Monterrey— Aún y con sus dos Lenguas de los MTV,
Avril Lavigne llega muda a Monterrey.
Sin decir una sola palabra y rodeada de guaruras que lanzaban golpes a todo aquel que se le quisiera acercar, la cantante canadiense arribó ayer al mediodía para presentarse en el Auditorio Coca Cola.
El pasado miércoles la artista recibió dos Lenguas de los premios MTV, cuya ceremonia se realizó en la Ciudad de México y la noche del pasado viernes cantó en Guadalajara.
Alrededor de la 1:00 p.m., la artista, quien vestía camiseta y sudadera con gorra, arribó al área de vuelos nacionales del Aeropuerto de Monterrey, lo que provocó la algarabía de una decena de fans.
La cantante permaneció en esa área más de 10 minutos esperando que su equipo le indicara el momento de salir, por lo que ella buscó una silla para sentarse.
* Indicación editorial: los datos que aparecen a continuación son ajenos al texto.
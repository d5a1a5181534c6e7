//! Window and recording configuration.

use std::path::PathBuf;

/// Smallest window dimension accepted (pixels)
pub const MIN_WINDOW_DIMENSION: u32 = 10;

/// Rendering configuration
#[derive(Debug, Clone, PartialEq)]
pub struct RenderConfig {
    /// Window width (pixels)
    pub window_width: u32,

    /// Window height (pixels)
    pub window_height: u32,

    /// Borderless fullscreen on the current monitor
    pub fullscreen: bool,
}

impl Default for RenderConfig {
    fn default() -> Self {
        Self {
            window_width: 1000,
            window_height: 1000,
            fullscreen: false,
        }
    }
}

impl RenderConfig {
    /// Clamp window dimensions to the minimum usable size
    pub fn normalize(&mut self) {
        self.window_width = self.window_width.max(MIN_WINDOW_DIMENSION);
        self.window_height = self.window_height.max(MIN_WINDOW_DIMENSION);
    }

    /// Window centre in pixel coordinates (curve origin)
    pub fn center(&self) -> (f32, f32) {
        (
            (self.window_width / 2) as f32,
            (self.window_height / 2) as f32,
        )
    }
}

/// Recording mode configuration
#[derive(Debug, Clone)]
pub struct RecordingConfig {
    /// Duration to record (seconds)
    pub duration_secs: f32,

    /// Output directory for frames
    pub output_dir: PathBuf,

    /// Frame rate (FPS)
    pub fps: u32,
}

impl RecordingConfig {
    pub fn new(duration_secs: f32) -> Self {
        Self {
            duration_secs,
            output_dir: PathBuf::from("recording"),
            fps: 60,
        }
    }

    /// Total number of frames to capture
    pub fn total_frames(&self) -> usize {
        (self.duration_secs * self.fps as f32).ceil() as usize
    }

    /// Simulated seconds between captured frames
    pub fn frame_time_s(&self) -> f32 {
        1.0 / self.fps as f32
    }

    /// Frame directory path
    pub fn frames_dir(&self) -> PathBuf {
        self.output_dir.join("frames")
    }

    /// Path of a single captured frame
    pub fn frame_path(&self, frame_num: usize) -> PathBuf {
        self.frames_dir().join(format!("frame_{:05}.png", frame_num))
    }
}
La gente que fue por ella planeaba cómo eludir a la prensa y a los fans, así que intentaron obtener un permiso para sacarla por otra puerta, pero no lo consiguieron.
En su afán por despistar a los medios y a los admiradores,
Avril y sus acompañantes fingieron que salían por otra puerta y al ver que la gente se retiró para ir en su búsqueda, ellos aprovecharon el momento para salir por la sala de vuelos nacionales.
Los fans detectaron el engaño, por lo que de inmediato corrieron para alcanzar a la artista y pedirle un autógrafo o tomarle fotografías. Entonces los guardias pretendieron abrirle paso lanzando golpes sin ton ni son.
Avril firmó algunos autógrafos, pero no volteó a ver a nadie ni dijo una sola palabra, caminó con la cabeza baja y tratando de cubrirse con la capucha de su sudadera, al mismo tiempo que estampaba su firma en los papeles que le entregaron los pocos afortunados.
Al ver a la multitud preguntó a uno de sus acompañantes por el vehículo que la transportaría. En ese momento llegaron dos camionetas Suburban, ella subió a una color azul, donde permaneció más de tres minutos después emprendió la marcha de la terminal aérea.
Al continuar el camino y a menos de un metro del Hotel Camino Real, la unidad en la que viajaba
Avril se detuvo intempestivamente para impedir el paso a los autos de los medios que la seguían.
De esa unidad bajó un guardia que de manera agresiva reclamó a los fotógrafos y camarógrafos la persecución
“
Deja de seguirnos, venimos en paz y nos queremos ir en paz”, expresó el guardia al mismo tiempo que empujó la puerta del vehículo de la prensa para evitar que sus ocupantes bajaran, luego retomó su ruta hasta el Hotel Quinta Real, donde se hospeda la artista canadiense.
Personal del hotel comentó que
Avril llegó directamente al inmueble a dormir.